Watkins had the misfortune of dealing with Jason Whitney and another salesman. "They described themselves as convicted, committed Christians," she says. "They asked me to pray for their kids. We were great friends, I thought."

Most experts encourage investors to move no more than 15 percent of their liquid assets into coins. Fuljenz and his partners in Beaumont advise no more than 25 percent. Watkins and several others who are plaintiffs in the pending litigation invested 100 percent, based on the advice of their so-called brokers.

"I feel like such an absolute fool," Watkins says. "I feel so ashamed of it I could just crawl in a hole."

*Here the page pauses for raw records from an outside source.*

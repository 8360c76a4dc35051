//! Element shape descriptors and the prototypes they are cloned from.

use crate::geometry::integrator::Integrator;
use crate::geometry::vector::{Global, average};
use crate::mesh_error::MeshPartError;
use crate::topology::element::ElementKind;

/// Whether a prototype builds cells or faces.
#[derive(Clone, Copy, Debug, Eq, Hash, PartialEq)]
pub enum Role {
    Cell,
    Face,
}

impl Role {
    pub(crate) fn as_str(self) -> &'static str {
        match self {
            Role::Cell => "cell",
            Role::Face => "face",
        }
    }
}

/// An element kind installed for one node count, from which every
/// [`Coordinate`] / [`Integrator`] pair of that node count is instantiated.
#[derive(Clone, Copy, Debug, Eq, PartialEq)]
pub struct Prototype {
    kind: ElementKind,
    role: Role,
}

impl Prototype {
    /// Prototype for cells of `kind`.
    pub const fn cell(kind: ElementKind) -> Self {
        Self {
            kind,
            role: Role::Cell,
        }
    }

    /// Prototype for faces of `kind`.
    pub const fn face(kind: ElementKind) -> Self {
        Self {
            kind,
            role: Role::Face,
        }
    }

    #[inline]
    pub fn kind(&self) -> ElementKind {
        self.kind
    }

    #[inline]
    pub fn role(&self) -> Role {
        self.role
    }

    #[inline]
    pub fn npe(&self) -> usize {
        self.kind.npe()
    }

    /// Place the prototype at `nodes` and build its integration rule.
    pub fn instantiate(
        &self,
        nodes: Vec<Global>,
    ) -> Result<(Coordinate, Integrator), MeshPartError> {
        if nodes.len() != self.npe() {
            return Err(MeshPartError::InvalidMesh(format!(
                "{:?} expects {} nodes, got {}",
                self.kind,
                self.npe(),
                nodes.len()
            )));
        }
        let coordinate = Coordinate::new(self.kind, nodes);
        let integrator = match self.role {
            Role::Cell => Integrator::for_cell(&coordinate)?,
            Role::Face => Integrator::for_face(&coordinate)?,
        };
        Ok((coordinate, integrator))
    }
}

/// An element kind placed at concrete node positions.
#[derive(Clone, Debug, PartialEq)]
pub struct Coordinate {
    kind: ElementKind,
    nodes: Vec<Global>,
    center: Global,
}

impl Coordinate {
    pub fn new(kind: ElementKind, nodes: Vec<Global>) -> Self {
        let center = average(&nodes);
        Self {
            kind,
            nodes,
            center,
        }
    }

    #[inline]
    pub fn kind(&self) -> ElementKind {
        self.kind
    }

    #[inline]
    pub fn count_nodes(&self) -> usize {
        self.nodes.len()
    }

    /// Number of corner nodes (all nodes, for the linear kinds supported).
    #[inline]
    pub fn count_corners(&self) -> usize {
        self.nodes.len()
    }

    #[inline]
    pub fn global(&self, i: usize) -> Global {
        self.nodes[i]
    }

    #[inline]
    pub fn nodes(&self) -> &[Global] {
        &self.nodes
    }

    /// Average of the node positions.
    #[inline]
    pub fn center(&self) -> Global {
        self.center
    }
}

#[cfg(test)]
mod tests {
    use super::*;

    #[test]
    fn wrong_node_count_is_rejected() {
        let proto = Prototype::cell(ElementKind::Hexahedron8);
        let err = proto.instantiate(vec![[0.0; 3]; 4]).unwrap_err();
        assert!(matches!(err, MeshPartError::InvalidMesh(_)));
    }

    #[test]
    fn coordinate_center_is_node_average() {
        let c = Coordinate::new(
            ElementKind::Line2,
            vec![[0.0, 0.0, 0.0], [2.0, 0.0, 0.0]],
        );
        assert_eq!(c.center(), [1.0, 0.0, 0.0]);
        assert_eq!(c.count_nodes(), 2);
    }
}
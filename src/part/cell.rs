//! Cells: an element shape, its integration rule and a coefficient block.

use crate::data::Scalar;
use crate::geometry::vector::Global;
use crate::geometry::{Coordinate, Integrator};
use crate::topology::ids::{FaceId, GlobalId, LocalId};

/// A local cell or a ghost mirror of a remote one.
///
/// Adjacency is stored as ids into the part's cell and face arenas. Ghost
/// cells keep their geometry and coefficients only; their adjacency lists
/// stay empty.
#[derive(Clone, Debug)]
pub struct Cell<T> {
    coordinate: Coordinate,
    integrator: Integrator,
    gid: GlobalId,
    id: LocalId,
    coefficients: Vec<T>,
    adj_cells: Vec<LocalId>,
    adj_faces: Vec<FaceId>,
    boundary_faces: Vec<FaceId>,
    inner: bool,
    length: f64,
}

impl<T: Scalar> Cell<T> {
    pub fn new(
        coordinate: Coordinate,
        integrator: Integrator,
        gid: GlobalId,
        id: LocalId,
        n_coefficients: usize,
    ) -> Self {
        let measure = integrator.measure();
        let length = match coordinate.kind().dimension() {
            3 => measure.cbrt() / 2.0,
            _ => measure.sqrt() / 2.0,
        };
        Self {
            coordinate,
            integrator,
            gid,
            id,
            coefficients: vec![T::default(); n_coefficients],
            adj_cells: Vec::new(),
            adj_faces: Vec::new(),
            boundary_faces: Vec::new(),
            inner: true,
            length,
        }
    }

    #[inline]
    pub fn global_id(&self) -> GlobalId {
        self.gid
    }

    #[inline]
    pub fn id(&self) -> LocalId {
        self.id
    }

    #[inline]
    pub fn coordinate(&self) -> &Coordinate {
        &self.coordinate
    }

    #[inline]
    pub fn integrator(&self) -> &Integrator {
        &self.integrator
    }

    #[inline]
    pub fn center(&self) -> Global {
        self.integrator.center()
    }

    #[inline]
    pub fn volume(&self) -> f64 {
        self.integrator.volume()
    }

    /// Half the edge of the cube (or square) with the same measure.
    #[inline]
    pub fn length(&self) -> f64 {
        self.length
    }

    #[inline]
    pub fn coefficients(&self) -> &[T] {
        &self.coefficients
    }

    #[inline]
    pub fn coefficients_mut(&mut self) -> &mut [T] {
        &mut self.coefficients
    }

    /// Neighbouring cells, local or ghost.
    #[inline]
    pub fn adjacent_cells(&self) -> &[LocalId] {
        &self.adj_cells
    }

    /// Interior faces (local and ghost) bounding this cell.
    #[inline]
    pub fn adjacent_faces(&self) -> &[FaceId] {
        &self.adj_faces
    }

    #[inline]
    pub fn boundary_faces(&self) -> &[FaceId] {
        &self.boundary_faces
    }

    /// No neighbour is a ghost.
    #[inline]
    pub fn is_inner(&self) -> bool {
        self.inner
    }

    #[inline]
    pub fn is_inter(&self) -> bool {
        !self.inner
    }

    pub(crate) fn set_id(&mut self, id: LocalId) {
        self.id = id;
    }

    pub(crate) fn connect(&mut self, neighbor: LocalId, face: FaceId) {
        self.adj_cells.push(neighbor);
        self.adj_faces.push(face);
    }

    pub(crate) fn add_boundary_face(&mut self, face: FaceId) {
        self.boundary_faces.push(face);
    }

    pub(crate) fn mark_inter(&mut self) {
        self.inner = false;
    }
}
#![cfg_attr(docsrs, feature(doc_cfg))]
//! # mesh-part
//!
//! mesh-part turns a serial unstructured mesh plus a precomputed partition
//! into one graph of cells and faces per rank, and keeps each rank's ghost
//! cells current with a fixed, reusable non-blocking halo exchange.
//!
//! ## Pieces
//! - [`partitioning`]: the per-rank partition description stream and an
//!   emitter that derives it from a cell-to-rank assignment.
//! - [`io::mesh`]: range reads from a globally consistent mesh source.
//! - [`part`]: the [`Part`](part::Part) facade and its builder.
//! - [`algs`]: communicators (in-process threads, MPI behind
//!   `mpi-support`) and the halo schedule/channel.
//! - [`io::frame`]: per-rank checkpoint frames.
//!
//! ## Identities
//! A cell's [`GlobalId`](topology::GlobalId) never changes with the number of
//! ranks; its [`LocalId`](topology::LocalId) is a dense rank-local index.
//! Halo payloads carry no ids: both sides of every neighbour pair walk the
//! same cells in ascending GlobalId order.
//!
//! ## Usage
//! ```toml
//! [dependencies]
//! mesh-part = "0.3"
//! # features = ["mpi-support"]
//! ```

pub mod algs;
pub mod data;
pub mod geometry;
pub mod io;
pub mod mesh_error;
pub mod mesh_generation;
pub mod part;
pub mod partitioning;
pub mod topology;

/// A convenient prelude to import the most-used traits & types:
pub mod prelude {
    #[cfg(feature = "mpi-support")]
    pub use crate::algs::communicator::MpiComm;
    pub use crate::algs::communicator::{CommTag, Communicator, LocalComm, NoComm};
    pub use crate::algs::halo::{HaloChannel, HaloSchedule};
    pub use crate::data::Scalar;
    pub use crate::geometry::{Global, Prototype};
    pub use crate::io::frame::{BincodeFrameCodec, FrameCodec};
    pub use crate::io::mesh::{InMemoryMesh, MeshSource};
    pub use crate::mesh_error::MeshPartError;
    pub use crate::part::{Cell, Face, Part, PartBuilder, PartConfig};
    pub use crate::partitioning::PartitionDescription;
    pub use crate::topology::{ElementKind, FaceId, GlobalId, LocalId};
}
//! Mesh input and checkpoint output.
//!
//! [`mesh`] is the read side: range access to a globally consistent mesh.
//! [`frame`] is the write side: per-rank checkpoint frames behind a codec
//! trait.

pub mod frame;
pub mod mesh;

pub use frame::{BincodeFrameCodec, Frame, FrameCodec, FrameField, FrameNode, FrameSection};
pub use mesh::{BaseInfo, InMemoryMesh, MeshSource, SectionData, SectionInfo, ZoneData};
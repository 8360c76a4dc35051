mod util;
use util::*;

use mesh_part::mesh_generation::box_quadrangles;
use mesh_part::prelude::*;

// 6 x 2 quadrangles in three vertical strips
fn strips() -> (InMemoryMesh, Vec<usize>) {
    (
        box_quadrangles(6, 2, [6.0, 2.0]),
        split_along_x(6, 2, &[2, 4]),
    )
}

#[test]
fn share_twice_and_update_first_are_rejected() {
    let (mesh, assignment) = strips();
    on_ranks(3, |comm| {
        let mut part = build_part(&mesh, &assignment, comm, config(1)).unwrap();
        assert_eq!(part.update_coefficients(), Err(MeshPartError::ExchangeIdle));
        part.share_coefficients().unwrap();
        assert_eq!(part.share_coefficients(), Err(MeshPartError::ExchangeInFlight));
        // the rejected call must not have disturbed the exchange in flight
        part.update_coefficients().unwrap();
        assert_eq!(part.update_coefficients(), Err(MeshPartError::ExchangeIdle));
    });
}

#[test]
fn middle_rank_has_two_neighbours() {
    let (mesh, assignment) = strips();
    let neighbours = on_ranks(3, |comm| {
        let part = build_part(&mesh, &assignment, comm, config(1)).unwrap();
        let s = part.schedule();
        assert_eq!(s.count_sent_cells(), s.count_received_cells());
        s.neighbors()
    });
    assert_eq!(neighbours, vec![vec![1], vec![0, 2], vec![1]]);
}

#[test]
fn repeated_exchanges_reuse_the_schedule() {
    let (mesh, assignment) = strips();
    on_ranks(3, |comm| {
        let mut part = build_part(&mesh, &assignment, comm, config(1)).unwrap();
        for step in 0..50u32 {
            for c in part.local_cells_mut() {
                c.coefficients_mut()[0] = c.global_id().get() as f64 * 1000.0 + f64::from(step);
            }
            part.share_coefficients().unwrap();
            part.update_coefficients().unwrap();
            for g in part.ghost_cells() {
                let want = g.global_id().get() as f64 * 1000.0 + f64::from(step);
                assert_eq!(g.coefficients()[0], want);
            }
        }
    });
}

#[test]
fn auxiliary_channels_run_alongside_coefficients() {
    let (mesh, assignment) = strips();
    on_ranks(3, |comm| {
        let mut part = build_part(&mesh, &assignment, comm, config(1)).unwrap();
        let mut viscosity = part.open_channel(3).unwrap();
        let mut flags = part.open_channel(1).unwrap();
        assert_ne!(viscosity.tag(), flags.tag());
        for c in part.local_cells_mut() {
            c.coefficients_mut()[0] = 1.0;
        }

        part.share_coefficients().unwrap();
        part.share_with(&mut viscosity, |c, slot| {
            let g = c.global_id().get() as f64;
            slot.copy_from_slice(&[g, g + 0.5, c.volume()]);
        })
        .unwrap();
        part.share_with(&mut flags, |c, slot| slot[0] = c.id().get() as f64)
            .unwrap();

        // finish in a different order than started
        let mut seen = Vec::new();
        part.update_with(&mut flags, |_, slot| seen.push(slot[0])).unwrap();
        let mut extra = std::collections::BTreeMap::new();
        part.update_with(&mut viscosity, |g, slot| {
            extra.insert(g.global_id(), slot.to_vec());
        })
        .unwrap();
        part.update_coefficients().unwrap();

        assert_eq!(seen.len(), part.count_ghost_cells());
        for g in part.ghost_cells() {
            let x = g.global_id().get() as f64;
            assert_eq!(extra[&g.global_id()], vec![x, x + 0.5, 1.0]);
            assert_eq!(g.coefficients(), &[1.0]);
        }
    });
}

#[test]
fn coefficients_can_be_written_into_ghosts_only_by_update() {
    let (mesh, assignment) = strips();
    on_ranks(3, |comm| {
        let mut part = build_part(&mesh, &assignment, comm, config(1)).unwrap();
        let ghost = part.ghost_cells().next().map(|g| g.id()).unwrap();
        part.cell_mut(ghost).unwrap().coefficients_mut()[0] = -7.0;
        part.share_coefficients().unwrap();
        part.update_coefficients().unwrap();
        assert_eq!(part.cell(ghost).unwrap().coefficients(), &[0.0]);
    });
}
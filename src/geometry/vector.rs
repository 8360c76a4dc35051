//! Small fixed-size vector helpers shared by the geometry types.
//!
//! Points live in 3-space; 2D meshes keep `z = 0`.

/// A point or vector in physical space.
pub type Global = [f64; 3];

pub(crate) const EPS: f64 = 1e-12;

#[inline]
pub fn add(a: Global, b: Global) -> Global {
    [a[0] + b[0], a[1] + b[1], a[2] + b[2]]
}

#[inline]
pub fn sub(a: Global, b: Global) -> Global {
    [a[0] - b[0], a[1] - b[1], a[2] - b[2]]
}

#[inline]
pub fn scale(a: Global, s: f64) -> Global {
    [a[0] * s, a[1] * s, a[2] * s]
}

#[inline]
pub fn dot(a: Global, b: Global) -> f64 {
    a[0] * b[0] + a[1] * b[1] + a[2] * b[2]
}

#[inline]
pub fn cross(a: Global, b: Global) -> Global {
    [
        a[1] * b[2] - a[2] * b[1],
        a[2] * b[0] - a[0] * b[2],
        a[0] * b[1] - a[1] * b[0],
    ]
}

#[inline]
pub fn norm(a: Global) -> f64 {
    dot(a, a).sqrt()
}

/// Arithmetic mean of a non-empty point list.
pub fn average(points: &[Global]) -> Global {
    let sum = points.iter().fold([0.0; 3], |acc, p| add(acc, *p));
    scale(sum, 1.0 / points.len() as f64)
}

/// Signed volume of the tetrahedron `(a, b, c, d)`.
#[inline]
pub fn signed_volume(a: Global, b: Global, c: Global, d: Global) -> f64 {
    dot(sub(b, a), cross(sub(c, a), sub(d, a))) / 6.0
}

#[cfg(test)]
mod tests {
    use super::*;

    #[test]
    fn unit_tetrahedron_volume() {
        let v = signed_volume([0.0; 3], [1.0, 0.0, 0.0], [0.0, 1.0, 0.0], [0.0, 0.0, 1.0]);
        assert!((v - 1.0 / 6.0).abs() < 1e-15);
    }

    #[test]
    fn cross_follows_right_hand_rule() {
        assert_eq!(cross([1.0, 0.0, 0.0], [0.0, 1.0, 0.0]), [0.0, 0.0, 1.0]);
        assert_eq!(average(&[[0.0; 3], [2.0, 4.0, 6.0]]), [1.0, 2.0, 3.0]);
    }
}
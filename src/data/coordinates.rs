//! Node coordinate storage for one rank.
//!
//! Owned nodes are read from the mesh source in contiguous 1-based ranges and
//! stored as shifted blocks: node `n` of a block starting at `head` lives at
//! offset `n - head`. Nodes owned elsewhere arrive over the network during
//! setup and are kept in a map keyed by their `(zone, node)` index.

use crate::geometry::vector::Global;
use crate::mesh_error::MeshPartError;
use crate::topology::ids::{GlobalId, NodeIndex};
use hashbrown::HashMap;

#[derive(Clone, Debug)]
struct NodeBlock {
    zone: usize,
    head: u64,
    coords: Vec<Global>,
    gids: Vec<GlobalId>,
}

impl NodeBlock {
    #[inline]
    fn tail(&self) -> u64 {
        self.head + self.coords.len() as u64
    }

    #[inline]
    fn offset(&self, index: NodeIndex) -> Option<usize> {
        (index.zone == self.zone && self.head <= index.node && index.node < self.tail())
            .then(|| (index.node - self.head) as usize)
    }
}

/// Positions of every node this rank knows, owned or received.
#[derive(Clone, Debug, Default)]
pub struct CoordinateStore {
    blocks: Vec<NodeBlock>,
    owned_by_gid: HashMap<GlobalId, NodeIndex>,
    ghosts: HashMap<NodeIndex, Global>,
}

impl CoordinateStore {
    pub fn new() -> Self {
        Self::default()
    }

    /// Store owned nodes `[head, head + coords.len())` of `zone`.
    pub fn insert_owned(
        &mut self,
        zone: usize,
        head: u64,
        coords: Vec<Global>,
        gids: Vec<GlobalId>,
    ) -> Result<(), MeshPartError> {
        if coords.len() != gids.len() {
            return Err(MeshPartError::InvalidMesh(format!(
                "zone {zone}: {} coordinates but {} node ids",
                coords.len(),
                gids.len()
            )));
        }
        for (k, &gid) in gids.iter().enumerate() {
            self.owned_by_gid
                .insert(gid, NodeIndex::new(zone, head + k as u64));
        }
        self.blocks.push(NodeBlock {
            zone,
            head,
            coords,
            gids,
        });
        Ok(())
    }

    /// Store a node received from the rank that owns it.
    pub fn insert_ghost(&mut self, index: NodeIndex, xyz: Global) {
        self.ghosts.insert(index, xyz);
    }

    fn owned(&self, index: NodeIndex) -> Option<Global> {
        self.blocks
            .iter()
            .find_map(|b| b.offset(index).map(|k| b.coords[k]))
    }

    /// Position of any locally known node.
    pub fn get(&self, index: NodeIndex) -> Result<Global, MeshPartError> {
        self.owned(index)
            .or_else(|| self.ghosts.get(&index).copied())
            .ok_or_else(|| MeshPartError::UnknownNode(index.to_string()))
    }

    /// Positions of `nodes` of `zone`, in order.
    pub fn gather(&self, zone: usize, nodes: &[u64]) -> Result<Vec<Global>, MeshPartError> {
        nodes
            .iter()
            .map(|&n| self.get(NodeIndex::new(zone, n)))
            .collect()
    }

    pub fn contains(&self, index: NodeIndex) -> bool {
        self.owned(index).is_some() || self.ghosts.contains_key(&index)
    }

    /// Index of an owned node by its GlobalId.
    pub fn owned_index(&self, gid: GlobalId) -> Result<NodeIndex, MeshPartError> {
        self.owned_by_gid
            .get(&gid)
            .copied()
            .ok_or_else(|| MeshPartError::UnknownNode(format!("global {gid}")))
    }

    /// Position of an owned node by its GlobalId.
    pub fn owned_by_global(&self, gid: GlobalId) -> Result<Global, MeshPartError> {
        self.get(self.owned_index(gid)?)
    }

    pub fn count_owned(&self) -> usize {
        self.blocks.iter().map(|b| b.coords.len()).sum()
    }

    pub fn count_ghosts(&self) -> usize {
        self.ghosts.len()
    }

    /// Owned nodes as `(index, gid, position)`, block by block.
    pub fn owned_nodes(&self) -> impl Iterator<Item = (NodeIndex, GlobalId, Global)> + '_ {
        self.blocks.iter().flat_map(|b| {
            b.coords
                .iter()
                .zip(&b.gids)
                .enumerate()
                .map(move |(k, (xyz, gid))| (NodeIndex::new(b.zone, b.head + k as u64), *gid, *xyz))
        })
    }
}

#[cfg(test)]
mod tests {
    use super::*;

    fn store() -> CoordinateStore {
        let mut s = CoordinateStore::new();
        s.insert_owned(
            1,
            5,
            vec![[0.0, 0.0, 0.0], [1.0, 0.0, 0.0]],
            vec![GlobalId::new(40), GlobalId::new(41)],
        )
        .unwrap();
        s.insert_ghost(NodeIndex::new(1, 9), [9.0, 9.0, 9.0]);
        s
    }

    #[test]
    fn shifted_and_ghost_lookups() {
        let s = store();
        assert_eq!(s.get(NodeIndex::new(1, 6)).unwrap(), [1.0, 0.0, 0.0]);
        assert_eq!(s.get(NodeIndex::new(1, 9)).unwrap(), [9.0, 9.0, 9.0]);
        assert_eq!(s.owned_index(GlobalId::new(41)).unwrap(), NodeIndex::new(1, 6));
        assert_eq!(s.count_owned(), 2);
        assert_eq!(s.count_ghosts(), 1);
    }

    #[test]
    fn unknown_node_is_an_error() {
        let s = store();
        assert!(matches!(
            s.get(NodeIndex::new(1, 4)),
            Err(MeshPartError::UnknownNode(_))
        ));
        assert!(matches!(
            s.get(NodeIndex::new(2, 5)),
            Err(MeshPartError::UnknownNode(_))
        ));
        assert!(s.owned_index(GlobalId::new(7)).is_err());
    }

    #[test]
    fn mismatched_lengths_are_rejected() {
        let mut s = CoordinateStore::new();
        assert!(s.insert_owned(1, 1, vec![[0.0; 3]], vec![]).is_err());
    }
}
//! MeshPartError: unified error type for mesh-part public APIs
//!
//! Every failure in this crate is fatal for the simulation that hits it: a
//! partition with an inconsistent graph, a lost message or a misordered
//! exchange would silently corrupt fluxes on some ranks. The variants are
//! typed so drivers can report precisely before aborting.

use crate::topology::element::ElementKind;
use crate::topology::ids::GlobalId;
use thiserror::Error;

/// Unified error type for mesh-part operations.
#[derive(Debug, Error, Clone, PartialEq, Eq)]
pub enum MeshPartError {
    // ----- setup inconsistency ---------------------------------------------
    /// A partition-description line could not be parsed.
    #[error("partition description line {line}: {message}")]
    PartitionParse { line: usize, message: String },
    /// A node GlobalId or `(zone, node)` index is neither owned nor received.
    #[error("unknown node {0}")]
    UnknownNode(String),
    /// A cell GlobalId is neither local nor a registered ghost.
    #[error("unknown cell {0}")]
    UnknownCell(GlobalId),
    /// No prototype was installed for this element node count.
    #[error("no {role} prototype installed for {npe} nodes per element")]
    MissingPrototype { role: &'static str, npe: usize },
    /// Holder and sharer share a node count that matches none of the holder's faces.
    #[error("cells {holder} and {sharer} share {found} nodes, which is not a face of {kind:?}")]
    SharedNodeCount {
        holder: GlobalId,
        sharer: GlobalId,
        kind: ElementKind,
        found: usize,
    },
    /// The shared nodes have the right count but form no face of the holder.
    #[error("nodes {nodes:?} do not form a face of {kind:?}")]
    NoMatchingFace { kind: ElementKind, nodes: Vec<u64> },
    /// A boundary face has no local cell containing all of its nodes.
    #[error("boundary face {face} of section `{section}` has no local holder")]
    NoBoundaryHolder { section: String, face: usize },
    /// A boundary face normal points into its holder.
    #[error("boundary face {face} of section `{section}` has an inward normal")]
    InwardBoundaryNormal { section: String, face: usize },
    /// The node count recorded in the description disagrees with the mesh.
    #[error("cell {cell}: description says {expected} nodes, mesh has {found}")]
    NpeMismatch {
        cell: GlobalId,
        expected: usize,
        found: usize,
    },
    /// Two neighbouring ranks disagree on the pack/unpack order.
    #[error("halo order with rank {neighbor} disagrees at position {position}")]
    HaloOrderMismatch { neighbor: usize, position: usize },
    /// A rank's cells do not form one contiguous range per section.
    #[error("rank {rank} owns a non-contiguous range in zone {zone} section {section}")]
    NonContiguousOwnership {
        rank: usize,
        zone: usize,
        section: usize,
    },
    /// The mesh source itself is malformed.
    #[error("invalid mesh: {0}")]
    InvalidMesh(String),

    // ----- transport ---------------------------------------------------------
    /// A send or receive with `neighbor` failed or delivered the wrong size.
    #[error("communication error with rank {neighbor}: {source}")]
    CommError {
        neighbor: usize,
        #[source]
        source: CommFailure,
    },

    // ----- protocol misuse ---------------------------------------------------
    /// `share` called on a channel whose previous exchange is still in flight.
    #[error("halo channel is already in flight; call update before sharing again")]
    ExchangeInFlight,
    /// `update` called on a channel with nothing in flight.
    #[error("halo channel is idle; call share before update")]
    ExchangeIdle,
    /// Every tag above the channel base is taken.
    #[error("no message tags left for another halo channel")]
    ChannelTagsExhausted,
    /// A caller-provided buffer has the wrong length.
    #[error("payload length mismatch: expected {expected}, found {found}")]
    PayloadLength { expected: usize, found: usize },

    // ----- I/O ---------------------------------------------------------------
    /// Reading the mesh source failed.
    #[error("mesh I/O error: {0}")]
    MeshIo(String),
    /// Reading or writing a checkpoint frame failed.
    #[error("frame codec error: {0}")]
    FrameCodec(String),
    /// No boundary section with this name exists on this rank.
    #[error("unknown boundary section `{0}`")]
    UnknownBoundary(String),
}

/// Detail attached to [`MeshPartError::CommError`].
#[derive(Debug, Error, Clone, PartialEq, Eq)]
#[error("{0}")]
pub struct CommFailure(pub String);

impl From<String> for CommFailure {
    fn from(s: String) -> Self {
        CommFailure(s)
    }
}

impl From<&str> for CommFailure {
    fn from(s: &str) -> Self {
        CommFailure(s.to_owned())
    }
}

impl From<std::io::Error> for MeshPartError {
    fn from(e: std::io::Error) -> Self {
        MeshPartError::MeshIo(e.to_string())
    }
}

#[cfg(test)]
mod tests {
    use super::*;

    #[test]
    fn comm_error_displays_neighbor_and_detail() {
        let e = MeshPartError::CommError {
            neighbor: 3,
            source: "expected 16 bytes, got 8".into(),
        };
        let s = e.to_string();
        assert!(s.contains("rank 3"));
        assert!(s.contains("expected 16 bytes"));
    }

    #[test]
    fn io_error_converts_to_mesh_io() {
        let io = std::io::Error::new(std::io::ErrorKind::NotFound, "gone");
        assert!(matches!(MeshPartError::from(io), MeshPartError::MeshIo(_)));
    }
}
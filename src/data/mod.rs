//! Data module: node coordinates, element connectivity and field sections.

pub mod connectivity;
pub mod coordinates;
pub mod section;

pub use connectivity::{Connectivity, ElementBlock};
pub use coordinates::CoordinateStore;
pub use section::{BoundarySection, Section};

/// Scalar type carried in coefficient blocks and halo payloads.
///
/// Must be plain old data so buffers go on the wire without copying through
/// an intermediate encoding.
pub trait Scalar:
    bytemuck::Pod + num_traits::Float + Default + std::fmt::Debug + Send + Sync + 'static
{
}

impl<T> Scalar for T where
    T: bytemuck::Pod + num_traits::Float + Default + std::fmt::Debug + Send + Sync + 'static
{
}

Watkins says she still has not told several of her own children.

"My mother's salesman explicitly told her not to tell me about it," says Tenley Carp, a Washington, D.C.-based attorney whose 79-year-old mom, Pauline Cowdery, emptied her savings into coins bought from First National Reserve.

"The salesman befriended her," Carp says. "He cultivated a cozy relationship so that she would trust him. Then he completely took advantage of her."

In case after case, it is the children who are left to clean up after their parents' shattered finances.

Maureen O'Neill-Davis learned about her mother's dubious investments from a concerned family friend. "I was fuming," says the 41-year-old Florida resident.

O'Neill-Davis called the Beaumont coin companies to complain but was hung up on, she says. Then she filed formal complaints with attorneys general offices in Texas, Florida and Connecticut. But nothing came of them.

"My mother is gullible," says O'Neill-Davis. "She grew up in an era like many elderly people where they believe that people are generally good and honest and have everybody's best interests at heart, kind of like neighbors.

"So when she sits there and starts to feel like she's developing a rapport with somebody, not thinking that they have any agenda to screw her out of her hard-earned dollars, she's gonna divulge all kinds of information. And she does. And she did. And it came back to bite her in the butt.

"That's my mother. She's honest. She thinks everybody is."